Assigned task. Copy out every entry, keeping each character the same.

Source data.

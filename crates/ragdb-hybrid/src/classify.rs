//! Query classification: list requests, objectives requests, section references.

use std::collections::BTreeSet;
use std::sync::LazyLock;

use regex::Regex;
use serde::Serialize;

pub const LIST_KEYWORDS: &[&str] = &[
    "list",
    "enumerate",
    "show all",
    "every",
    "what are the",
    "give me all",
    "all the",
    "itemize",
    "numbered",
];

pub const OBJECTIVES_KEYWORDS: &[&str] = &["objectives", "objective", "contract objectives", "goals"];

static SECTION_NUMBER_RE: LazyLock<Regex> =
    LazyLock::new(|| Regex::new(r"\d+\.\d+").expect("section number regex is valid"));
static SECTION_PREFIX_RE: LazyLock<Regex> =
    LazyLock::new(|| Regex::new(r"(?i)section\s+(\d+\.\d+)").expect("section prefix regex is valid"));

#[derive(Debug, Clone, Default, PartialEq, Eq, Serialize)]
pub struct QueryClassification {
    pub is_list: bool,
    pub is_objectives: bool,
    pub section_numbers: BTreeSet<String>,
}

impl QueryClassification {
    pub fn has_sections(&self) -> bool {
        !self.section_numbers.is_empty()
    }
}

fn contains_any(query: &str, keywords: &[&str]) -> bool {
    let lowered = query.to_lowercase();
    keywords.iter().any(|k| lowered.contains(k))
}

pub fn is_list_query(query: &str) -> bool {
    contains_any(query, LIST_KEYWORDS)
}

pub fn is_objectives_query(query: &str) -> bool {
    contains_any(query, OBJECTIVES_KEYWORDS)
}

/// Dotted section numbers mentioned in `query`. Syntactic only: nothing checks
/// that the section exists in any document.
pub fn extract_section_numbers(query: &str) -> BTreeSet<String> {
    let bare = SECTION_NUMBER_RE.find_iter(query).map(|m| m.as_str().to_string());
    let prefixed = SECTION_PREFIX_RE
        .captures_iter(query)
        .filter_map(|c| c.get(1))
        .map(|m| m.as_str().to_string());
    bare.chain(prefixed).collect()
}

pub fn classify(query: &str) -> QueryClassification {
    QueryClassification {
        is_list: is_list_query(query),
        is_objectives: is_objectives_query(query),
        section_numbers: extract_section_numbers(query),
    }
}

#[cfg(test)]
mod tests {
    use super::*;
    use proptest::prelude::*;

    #[test]
    fn list_objectives_and_section_together() {
        let c = classify("List the objectives in section 3.2");
        assert!(c.is_list);
        assert!(c.is_objectives);
        assert_eq!(c.section_numbers, BTreeSet::from(["3.2".to_string()]));
    }

    #[test]
    fn no_digits_means_no_sections() {
        assert!(extract_section_numbers("termination rights of the buyer").is_empty());
        assert!(extract_section_numbers("clause 7").is_empty());
    }

    #[test]
    fn repeated_and_prefixed_numbers_are_deduplicated() {
        let got = extract_section_numbers("Section 11.4 and 11.4, also SECTION 2.10");
        assert_eq!(got, BTreeSet::from(["11.4".to_string(), "2.10".to_string()]));
    }

    #[test]
    fn several_keywords_still_just_true() {
        assert!(is_list_query("list every item, enumerate them"));
        assert!(!is_list_query("payment schedule"));
        assert!(!is_objectives_query("payment schedule"));
    }

    #[test]
    fn empty_query_is_default_classification() {
        assert_eq!(classify(""), QueryClassification::default());
    }

    proptest! {
        #[test]
        fn dotted_number_is_always_extracted(
            prefix in "[a-zA-Z ]{0,20}",
            major in 0u32..1000,
            minor in 0u32..1000,
            suffix in "[a-zA-Z ?]{0,20}",
        ) {
            let number = format!("{major}.{minor}");
            let query = format!("{prefix}{number}{suffix}");
            prop_assert!(extract_section_numbers(&query).contains(&number));
        }

        #[test]
        fn list_keyword_detected_in_any_casing(
            idx in 0..LIST_KEYWORDS.len(),
            mask in proptest::collection::vec(any::<bool>(), 16),
            prefix in "[a-z ]{0,10}",
        ) {
            let keyword: String = LIST_KEYWORDS[idx]
                .chars()
                .zip(mask.iter().cycle())
                .map(|(c, upper)| if *upper { c.to_ascii_uppercase() } else { c })
                .collect();
            let query = format!("{prefix}{keyword} please");
            prop_assert!(is_list_query(&query));
        }

        #[test]
        fn queries_without_keywords_are_not_lists(query in "[xyz0-9 .]{0,40}") {
            prop_assert!(!is_list_query(&query));
        }
    }
}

Your response.
filename crates/ragdb-hybrid/src/classify.rs
//! Query classification: list requests, objectives requests, section references.

use std::collections::BTreeSet;
use std::sync::LazyLock;

use regex::Regex;
use serde::Serialize;

pub const LIST_KEYWORDS: &[&str] = &[
    "list",
    "enumerate",
    "show all",
    "every",
    "what are the",
    "give me all",
    "all the",
    "itemize",
    "numbered",
];

pub const OBJECTIVES_KEYWORDS: &[&str] = &["objectives", "objective", "contract objectives", "goals"];

static SECTION_NUMBER_RE: LazyLock<Regex> =
    LazyLock::new(|| Regex::new(r"\d+\.\d+").expect("section number regex is valid"));
static SECTION_PREFIX_RE: LazyLock<Regex> =
    LazyLock::new(|| Regex::new(r"(?i)section\s+(\d+\.\d+)").expect("section prefix regex is valid"));

#[derive(Debug, Clone, Default, PartialEq, Eq, Serialize)]
pub struct QueryClassification {
    pub is_list: bool,
    pub is_objectives: bool,
    pub section_numbers: BTreeSet<String>,
}

impl QueryClassification {
    pub fn has_sections(&self) -> bool {
        !self.section_numbers.is_empty()
    }
}

fn contains_any(query: &str, keywords: &[&str]) -> bool {
    let lowered = query.to_lowercase();
    keywords.iter().any(|k| lowered.contains(k))
}

pub fn is_list_query(query: &str) -> bool {
    contains_any(query, LIST_KEYWORDS)
}

pub fn is_objectives_query(query: &str) -> bool {
    contains_any(query, OBJECTIVES_KEYWORDS)
}

/// Dotted section numbers mentioned in `query`. Syntactic only: nothing checks
/// that the section exists in any document.
pub fn extract_section_numbers(query: &str) -> BTreeSet<String> {
    let bare = SECTION_NUMBER_RE.find_iter(query).map(|m| m.as_str().to_string());
    let prefixed = SECTION_PREFIX_RE
        .captures_iter(query)
        .filter_map(|c| c.get(1))
        .map(|m| m.as_str().to_string());
    bare.chain(prefixed).collect()
}

pub fn classify(query: &str) -> QueryClassification {
    QueryClassification {
        is_list: is_list_query(query),
        is_objectives: is_objectives_query(query),
        section_numbers: extract_section_numbers(query),
    }
}

#[cfg(test)]
mod tests {
    use super::*;
    use proptest::prelude::*;

    #[test]
    fn list_objectives_and_section_together() {
        let c = classify("List the objectives in section 3.2");
        assert!(c.is_list);
        assert!(c.is_objectives);
        assert_eq!(c.section_numbers, BTreeSet::from(["3.2".to_string()]));
    }

    #[test]
    fn no_digits_means_no_sections() {
        assert!(extract_section_numbers("termination rights of the buyer").is_empty());
        assert!(extract_section_numbers("clause 7").is_empty());
    }

    #[test]
    fn repeated_and_prefixed_numbers_are_deduplicated() {
        let got = extract_section_numbers("Section 11.4 and 11.4, also SECTION 2.10");
        assert_eq!(got, BTreeSet::from(["11.4".to_string(), "2.10".to_string()]));
    }

    #[test]
    fn several_keywords_still_just_true() {
        assert!(is_list_query("list every item, enumerate them"));
        assert!(!is_list_query("payment schedule"));
        assert!(!is_objectives_query("payment schedule"));
    }

    #[test]
    fn empty_query_is_default_classification() {
        assert_eq!(classify(""), QueryClassification::default());
    }

    proptest! {
        #[test]
        fn dotted_number_is_always_extracted(
            prefix in "[a-zA-Z ]{0,20}",
            major in 0u32..1000,
            minor in 0u32..1000,
            suffix in "[a-zA-Z ?]{0,20}",
        ) {
            let number = format!("{major}.{minor}");
            let query = format!("{prefix}{number}{suffix}");
            prop_assert!(extract_section_numbers(&query).contains(&number));
        }

        #[test]
        fn list_keyword_detected_in_any_casing(
            idx in 0..LIST_KEYWORDS.len(),
            mask in proptest::collection::vec(any::<bool>(), 16),
            prefix in "[a-z ]{0,10}",
        ) {
            let keyword: String = LIST_KEYWORDS[idx]
                .chars()
                .zip(mask.iter().cycle())
                .map(|(c, upper)| if *upper { c.to_ascii_uppercase() } else { c })
                .collect();
            let query = format!("{prefix}{keyword} please");
            prop_assert!(is_list_query(&query));
        }

        #[test]
        fn queries_without_keywords_are_not_lists(query in "[xyz0-9 .]{0,40}") {
            prop_assert!(!is_list_query(&query));
        }
    }
}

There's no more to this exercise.